Pune: ambling slowly towards metro-hood
Like thousands of young professionals in metros, the covid-19 lockdown sent me scurrying back to my hometown. I had resigned myself to a lifetime of paying (ever-increasing) rents in Mumbai but here was some unexpected relief. As Pune was gradually “unlocked”, I got the chance to rediscover a place I had not lived in since my college days. Old drab neighbourhoods seemed to have come alive. The restaurants, cafés and bars that lined the streets of Kothrud and Erandwane seemed to match their south Bombay counterparts. Old Pune seemed to have embraced a much more modern tone.
Growing up, going out meant going to the local Udupi restaurant. The first Café Coffee Day branch opened around the time I was in class XI and gathered lines of college kids in the initial days. Restaurants and bars, however, were largely confined to tony areas like Koregaon Park, far from my house. Parental guilt about spending kept me well away from watering holes, as did the absence of a dating life.
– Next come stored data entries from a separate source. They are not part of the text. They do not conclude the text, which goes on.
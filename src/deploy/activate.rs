// ABOUTME: Activation of a snapshot with compensating rollback to the previous version.
// ABOUTME: A rollback that itself fails is reported as a distinct, fatal outcome.

use super::engine::Engine;
use super::error::DeployError;
use super::rejection::{Outcome, Rejection};
use super::state::Phase;
use crate::store::ObjectStore;
use crate::telemetry::Breadcrumb;
use crate::types::{SnapshotHash, StorageRoot};

/// How an activation ended.
#[derive(Debug)]
pub enum ActivationOutcome {
    /// The target is live.
    Activated,

    /// The target snapshot failed validation; nothing was changed.
    Rejected(Rejection),

    /// Promotion failed and there was no earlier version to restore.
    Failed { error: DeployError },

    /// Promotion failed and the previous version was restored.
    RolledBack { error: DeployError },

    /// Promotion failed and the previous snapshot was refused on re-validation.
    RollbackRejected {
        error: DeployError,
        rejection: Rejection,
    },

    /// Promotion failed and restoring the previous version failed too.
    /// The live tree may be a mix of both versions.
    RollbackFailed {
        error: DeployError,
        rollback_error: DeployError,
    },
}

/// Result of [`Engine::activate`].
#[must_use = "activation results must be reported"]
#[derive(Debug)]
pub struct Activation {
    pub target: SnapshotHash,
    /// Live version read before promotion started.
    pub previous: Option<SnapshotHash>,
    pub outcome: ActivationOutcome,
}

impl Activation {
    pub fn is_activated(&self) -> bool {
        matches!(self.outcome, ActivationOutcome::Activated)
    }

    /// Whether a rollback was attempted.
    pub fn attempted_rollback(&self) -> bool {
        matches!(
            self.outcome,
            ActivationOutcome::RolledBack { .. }
                | ActivationOutcome::RollbackRejected { .. }
                | ActivationOutcome::RollbackFailed { .. }
        )
    }

    /// The target failed but the previous version is serving again.
    pub fn is_recovered(&self) -> bool {
        matches!(self.outcome, ActivationOutcome::RolledBack { .. })
    }

    /// Rollback failed; no further automated action should be taken.
    pub fn is_fatal(&self) -> bool {
        matches!(self.outcome, ActivationOutcome::RollbackFailed { .. })
    }

    /// The promotion error, when promotion failed.
    pub fn error(&self) -> Option<&DeployError> {
        match &self.outcome {
            ActivationOutcome::Failed { error }
            | ActivationOutcome::RolledBack { error }
            | ActivationOutcome::RollbackRejected { error, .. }
            | ActivationOutcome::RollbackFailed { error, .. } => Some(error),
            ActivationOutcome::Activated | ActivationOutcome::Rejected(_) => None,
        }
    }

    /// Terminal phase the activation reached.
    pub fn phase(&self) -> Phase {
        match &self.outcome {
            ActivationOutcome::Activated | ActivationOutcome::RolledBack { .. } => Phase::Done,
            ActivationOutcome::Rejected(_) => Phase::ValidatingSnapshot,
            ActivationOutcome::Failed { error } => {
                error.phase().unwrap_or(Phase::ValidatingSnapshot)
            }
            ActivationOutcome::RollbackRejected { .. }
            | ActivationOutcome::RollbackFailed { .. } => Phase::RollbackFailed,
        }
    }

    /// The snapshot that should be live after this activation, if any is
    /// known to be.
    pub fn live(&self) -> Option<&SnapshotHash> {
        match &self.outcome {
            ActivationOutcome::Activated => Some(&self.target),
            ActivationOutcome::Rejected(_) | ActivationOutcome::Failed { .. } => {
                self.previous.as_ref()
            }
            ActivationOutcome::RolledBack { .. } => self.previous.as_ref(),
            ActivationOutcome::RollbackRejected { .. } | ActivationOutcome::RollbackFailed { .. } => {
                None
            }
        }
    }
}

impl<S: ObjectStore + ?Sized> Engine<'_, S> {
    /// Make `target` the live version under `root`.
    ///
    /// Only a failure to read the current live pointer is returned as `Err`;
    /// everything after that is described by the returned [`Activation`].
    /// If promotion fails part way and a different version was live before,
    /// that version is promoted again to undo the partial change.
    pub async fn activate(
        &self,
        root: &StorageRoot,
        target: &SnapshotHash,
    ) -> Result<Activation, DeployError> {
        let previous = self.live_version(root).await?;
        match &previous {
            Some(hash) => tracing::debug!("Live version is {}", hash.version_label()),
            None => tracing::debug!("Nothing is live under {} yet", root),
        }

        self.telemetry.breadcrumb(Breadcrumb::WillActivateVersion);
        let outcome = match self.promote(root, target).await {
            Ok(Outcome::Done(_)) => {
                tracing::info!("Activated {}", target.version_label());
                self.telemetry.breadcrumb(Breadcrumb::DidActivateVersion);
                ActivationOutcome::Activated
            }
            Ok(Outcome::Rejected(rejection)) => {
                tracing::warn!("Activation of {} refused: {}", target.version_label(), rejection);
                self.telemetry.breadcrumb(Breadcrumb::ActivateVersionDidFail);
                ActivationOutcome::Rejected(rejection)
            }
            Err(error) => self.recover(root, target, previous.as_ref(), error).await,
        };

        Ok(Activation {
            target: target.clone(),
            previous,
            outcome,
        })
    }

    async fn recover(
        &self,
        root: &StorageRoot,
        target: &SnapshotHash,
        previous: Option<&SnapshotHash>,
        error: DeployError,
    ) -> ActivationOutcome {
        self.telemetry.capture(&error);

        let Some(previous) = previous.filter(|hash| *hash != target) else {
            tracing::warn!(
                "Activation of {} failed and there is no previous version to roll back to: {}",
                target.version_label(),
                error
            );
            return ActivationOutcome::Failed { error };
        };

        tracing::warn!(
            phase = %Phase::RollingBack,
            "Activation of {} failed ({}), rolling back to {}",
            target.version_label(),
            error,
            previous.version_label()
        );
        self.telemetry.breadcrumb(Breadcrumb::WillRollbackVersion);

        match self.promote(root, previous).await {
            Ok(Outcome::Done(_)) => {
                tracing::info!("Rolled back to {}", previous.version_label());
                self.telemetry.breadcrumb(Breadcrumb::DidRollbackVersion);
                ActivationOutcome::RolledBack { error }
            }
            Ok(Outcome::Rejected(rejection)) => {
                tracing::warn!(
                    "Rollback to {} refused: {}",
                    previous.version_label(),
                    rejection
                );
                self.telemetry.breadcrumb(Breadcrumb::RollbackVersionDidFail);
                ActivationOutcome::RollbackRejected { error, rejection }
            }
            Err(rollback_error) => {
                tracing::error!(
                    "Rollback to {} failed, the site may be serving a mix of {} and {}: {}",
                    previous.version_label(),
                    previous.version_label(),
                    target.version_label(),
                    rollback_error
                );
                self.telemetry
                    .breadcrumb(Breadcrumb::RollbackVersionDidCriticallyFail);
                self.telemetry.capture(&rollback_error);
                ActivationOutcome::RollbackFailed {
                    error,
                    rollback_error,
                }
            }
        }
    }
}

#[cfg(test)]
mod tests {
    use super::*;
    use crate::deploy::RetryPolicies;
    use crate::store::MemoryStore;
    use crate::telemetry::RecordingTelemetry;
    use std::time::Duration;

    fn seed(store: &MemoryStore, hash: &str, files: &[(&str, &str)]) {
        for (path, body) in files {
            store.insert_at(
                &format!("zone/__DEPLOYMENTS__/{hash}/{path}"),
                body.to_string(),
                chrono::Utc::now(),
            );
        }
    }

    fn root() -> StorageRoot {
        StorageRoot::new("zone").unwrap()
    }

    #[tokio::test]
    async fn first_activation_publishes_everything() {
        let store = MemoryStore::new();
        seed(
            &store,
            "abc123",
            &[("index.html", "<h1>abc</h1>"), ("assets/app.js", "app")],
        );
        let telemetry = RecordingTelemetry::new();
        let engine = Engine::new(&store, &telemetry)
            .with_retry(RetryPolicies::with_delay(Duration::ZERO));

        let hash = SnapshotHash::new("abc123").unwrap();
        let activation = engine.activate(&root(), &hash).await.unwrap();

        assert!(activation.is_activated());
        assert_eq!(activation.previous, None);
        assert_eq!(activation.live(), Some(&hash));
        assert_eq!(store.object("zone/index.html").unwrap(), "<h1>abc</h1>");
        assert_eq!(store.object("zone/assets/app.js").unwrap(), "app");
        assert_eq!(
            store.object("zone/errors/404.html").unwrap(),
            "<h1>abc</h1>"
        );
        assert_eq!(
            store.object("zone/__DEPLOYMENTS_META__/current").unwrap(),
            "abc123"
        );
        assert_eq!(
            telemetry.breadcrumbs(),
            vec![
                Breadcrumb::WillActivateVersion,
                Breadcrumb::DidActivateVersion
            ]
        );
    }

    #[tokio::test]
    async fn custom_not_found_page_becomes_error_alias() {
        let store = MemoryStore::new();
        seed(
            &store,
            "abc123",
            &[("index.html", "home"), ("404.html", "missing")],
        );
        let telemetry = RecordingTelemetry::new();
        let engine = Engine::new(&store, &telemetry);

        let activation = engine
            .activate(&root(), &SnapshotHash::new("abc123").unwrap())
            .await
            .unwrap();

        assert!(activation.is_activated());
        assert_eq!(store.object("zone/errors/404.html").unwrap(), "missing");
        assert_eq!(store.object("zone/404.html").unwrap(), "missing");
    }

    #[tokio::test]
    async fn empty_snapshot_is_rejected_without_touching_pointer() {
        let store = MemoryStore::new();
        store.insert_at(
            "zone/__DEPLOYMENTS_META__/current",
            "abc123",
            chrono::Utc::now(),
        );
        let telemetry = RecordingTelemetry::new();
        let engine = Engine::new(&store, &telemetry);

        let activation = engine
            .activate(&root(), &SnapshotHash::new("ghost999").unwrap())
            .await
            .unwrap();

        assert!(matches!(
            activation.outcome,
            ActivationOutcome::Rejected(Rejection::NoFiles)
        ));
        assert!(!activation.attempted_rollback());
        assert_eq!(
            store.object("zone/__DEPLOYMENTS_META__/current").unwrap(),
            "abc123"
        );
        assert_eq!(store.len(), 1);
    }

    #[tokio::test]
    async fn snapshot_without_index_is_rejected() {
        let store = MemoryStore::new();
        seed(&store, "abc123", &[("about.html", "about")]);
        let telemetry = RecordingTelemetry::new();
        let engine = Engine::new(&store, &telemetry);

        let activation = engine
            .activate(&root(), &SnapshotHash::new("abc123").unwrap())
            .await
            .unwrap();

        assert!(matches!(
            activation.outcome,
            ActivationOutcome::Rejected(Rejection::NoIndex)
        ));
        assert!(!store.contains("zone/about.html"));
    }
}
Pune seemed small, boring, a city I couldn’t wait to get out of. Little did I imagine I would be longing to return 10 years later—and the transformation that would await me.
“A lot of the restaurants and cafés that were earlier confined to particular localities like Koregaon Park have spread out across the city, including residential neighbourhoods. That’s a welcome change. Pune is quite cosmopolitan that way. You will find restaurants serving, say, meat and fish, in fairly orthodox neighbourhoods and doing great business there,” explains Gouri Dange, a writer and food columnist based in Pune. “The things that set Pune apart—its weather and low crime—have been there for a long time. What’s new is a spreading out of commerce, driven by yet more educational institutions and IT companies coming up,” she adds.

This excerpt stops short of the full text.